You can now not get a patent on the overall concept, you can get a patent on the more specific details of what you did. This is what escapes 99% of inventors, and even the ones they have a patent, they don't really understand what that patent covers. The question of whether patents are important is more a question of, well, can you protect the thing that actually matters to the marketplace? Let's talk about Squatty Potty, let's take 12 years ago, they had this notion of this product. I guess you're going to ask, shouldn't they have protected it? What it really comes down to, the hidden factor is that there are already so many different examples of things like Squatty Potty going back a hundred years.
I've seen patent searches with this of patent search results, and there was every imaginable type of like potty stool, ones that are adjustable, ones that are fixed, ones that fold, every imaginable example. By the time that Squatty Potty was talking with you and at the time at which they founded this company, they recognized that there was a big marketing need for a product like this, but they couldn't patent the concept of it. They probably could get design patents and patent on a very specific look of it so if someone really just copied it like the way it was molded in China, then they could stop that, but they can't stop people from following that concept of a stool that raises your feet.
That's the point and that's the deciding factor, is a patent valuable or not? Is, well, what type of patent can you get? Can you get one to cover this new cool concept you have or is it going to be a very specific one? The way you find that out, by the way, and I'll just wrap this up with a bow, the way you find that out is by doing research. Doing research to see what other people invented that's similar, to find the closest, what they call a prior art. Prior art are the things that came before you that are like your invention. Find the closest prior art because that's going to determine what you actually can patent, and then that will determine whether it's valuable or not.

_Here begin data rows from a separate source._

//! Shipment totals and the color x size unit breakdown.

use packlist_io_xlsx::EnumCellValue;

use crate::conf::{
    IDX_SIG_CARTON, IDX_SIG_QTY_PER_CARTON, IDX_SIG_TOTAL_CBM, IDX_SIG_TOTAL_GW, IDX_SIG_TOTAL_NNW,
    IDX_SIG_TOTAL_NW, IDX_SIG_TOTAL_QTY, N_SIZES,
};
use crate::spec::{
    EnumWeightPolicy, SpecColorBreakdownEntry, SpecNormalizedTable, SpecReportSummary,
};
use crate::util::{derive_numeric, round3};

/// Aggregation settings.
#[derive(Debug, Clone, Copy, Default)]
pub struct SpecAggregateOptions {
    pub weight_policy: EnumWeightPolicy,
}

/// Source column of the OS quantity for data row `idx`.
///
/// Rows of a split carton (contiguous group of more than one row) read
/// `Total QTY`; single-row cartons read `QTY / CARTON`.
pub fn derive_os_source_col(normalized: &SpecNormalizedTable, idx: usize) -> Option<usize> {
    let if_split = normalized
        .group_of(idx)
        .is_some_and(|group| group.if_split());
    if if_split {
        normalized.columns.col(IDX_SIG_TOTAL_QTY)
    } else {
        normalized.columns.col(IDX_SIG_QTY_PER_CARTON)
    }
}

/// Raw OS..XXL cells of data row `idx`; missing size columns are empty.
pub fn derive_row_size_values(
    normalized: &SpecNormalizedTable,
    idx: usize,
) -> [EnumCellValue; N_SIZES] {
    let mut l_values: [EnumCellValue; N_SIZES] = Default::default();
    if let Some(n_col) = derive_os_source_col(normalized, idx) {
        l_values[0] = normalized.raw(idx, n_col).clone();
    }
    for n_size in 1..N_SIZES {
        if let Some(n_col) = normalized.columns.l_cols_size[n_size] {
            l_values[n_size] = normalized.raw(idx, n_col).clone();
        }
    }
    l_values
}

/// Numeric OS..XXL quantities of data row `idx` (non-numeric counts as zero).
pub fn derive_row_size_quantities(normalized: &SpecNormalizedTable, idx: usize) -> [f64; N_SIZES] {
    derive_row_size_values(normalized, idx).map(|value| derive_numeric(&value).unwrap_or(0.0))
}

/// Compute the shipment summary and the color breakdown of one table.
///
/// Pure function of its inputs.
pub fn aggregate_table(
    normalized: &SpecNormalizedTable,
    options: &SpecAggregateOptions,
) -> (SpecReportSummary, Vec<SpecColorBreakdownEntry>) {
    (
        derive_report_summary(normalized, options.weight_policy),
        derive_color_breakdown(normalized),
    )
}

fn derive_report_summary(
    normalized: &SpecNormalizedTable,
    weight_policy: EnumWeightPolicy,
) -> SpecReportSummary {
    let l_rows_weighted: Vec<usize> = match weight_policy {
        EnumWeightPolicy::PerCartonGroup => normalized
            .groups
            .iter()
            .map(|group| group.n_row_start)
            .collect(),
        EnumWeightPolicy::PerRow => (0..normalized.n_data_rows()).collect(),
    };
    let derive_total = |idx_sig: usize| -> f64 {
        let Some(n_col) = normalized.columns.col(idx_sig) else {
            return 0.0;
        };
        let n_sum: f64 = l_rows_weighted
            .iter()
            .map(|idx| round3(derive_numeric(normalized.raw(*idx, n_col)).unwrap_or(0.0)))
            .sum();
        round3(n_sum).max(0.0)
    };

    let n_cartons: f64 = normalized
        .groups
        .iter()
        .map(|group| {
            normalized
                .columns
                .col(IDX_SIG_CARTON)
                .and_then(|n_col| derive_numeric(normalized.raw(group.n_row_start, n_col)))
                .filter(|n_count| *n_count > 0.0)
                .unwrap_or(1.0)
        })
        .sum();

    SpecReportSummary {
        total_carton: n_cartons.floor(),
        total_net_net_weight: derive_total(IDX_SIG_TOTAL_NNW),
        total_net_weight: derive_total(IDX_SIG_TOTAL_NW),
        total_gross_weight: derive_total(IDX_SIG_TOTAL_GW),
        total_cbm: derive_total(IDX_SIG_TOTAL_CBM),
    }
}

/// Per-color size quantities multiplied by the carried units-per-carton factor.
fn derive_color_breakdown(normalized: &SpecNormalizedTable) -> Vec<SpecColorBreakdownEntry> {
    let mut l_entries: Vec<SpecColorBreakdownEntry> = Vec::new();
    for (idx, row) in normalized.rows.iter().enumerate() {
        if row.color.is_empty() {
            continue;
        }
        let n_factor = row.units_factor.unwrap_or(0.0);
        let l_quantities = derive_row_size_quantities(normalized, idx);

        let n_entry = match l_entries.iter().position(|entry| entry.color == row.color) {
            Some(n_entry) => n_entry,
            None => {
                l_entries.push(SpecColorBreakdownEntry {
                    color: row.color.clone(),
                    size_quantities: [0.0; N_SIZES],
                    total: 0.0,
                });
                l_entries.len() - 1
            }
        };
        let entry = &mut l_entries[n_entry];
        for (n_size, n_qty) in l_quantities.iter().enumerate() {
            entry.size_quantities[n_size] += n_qty * n_factor;
        }
    }

    for entry in &mut l_entries {
        entry.total = entry.size_quantities.iter().sum();
    }
    l_entries
}

/// Column sums of the breakdown, one per size, plus the grand total.
pub fn derive_breakdown_totals(l_entries: &[SpecColorBreakdownEntry]) -> ([f64; N_SIZES], f64) {
    let mut l_totals = [0.0; N_SIZES];
    for entry in l_entries {
        for (n_size, n_qty) in entry.size_quantities.iter().enumerate() {
            l_totals[n_size] += n_qty;
        }
    }
    let n_grand_total = l_entries.iter().map(|entry| entry.total).sum();
    (l_totals, n_grand_total)
}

Jon: That's great. That's a great way to put that. I would encourage those that are listening to reach out to Rich or somebody like Rich that you know is an expert in this field that has done this research in the past.
Rich: There's no one.
Jon: There's no one like Rich, that's true. [laughs] Rich or an imposter of Rich.
Rich: Seriously, what you want to do is get competent help is the point. You want to get someone who could really help you take a good look at this and figure out what's what.
Jon: Yes, and I think so often we hear like, "Oh, I can't afford it. The patent process could be $100,000, $200,000." It can be when Apple might be issuing a patent or whatever, something very complex, but it can start less expensive, and especially that early process, the patent search. Rich, can you talk to us, how do you work with people in the very early stage if they just don't even know if they need one or not and they call you up, what do you do?
Rich: In general, 90% of the time, it is a matter of what we find in the search. We call the patent evaluation where we have an initial conversation, then do research to see what the closest things are to it, and then follow up with, well, what are the opportunities here? Is there something we can patent? What would the patent focus on? We call that a patent valuation. I would say that 90% of the time, 95% of the time, it's not a matter of me looking at and say, "There's no way you can get a patent on this," it's more a matter of like, yes, it's potentially patentable, but it just depends on what exists that's like it, and it's really hard to tell without research.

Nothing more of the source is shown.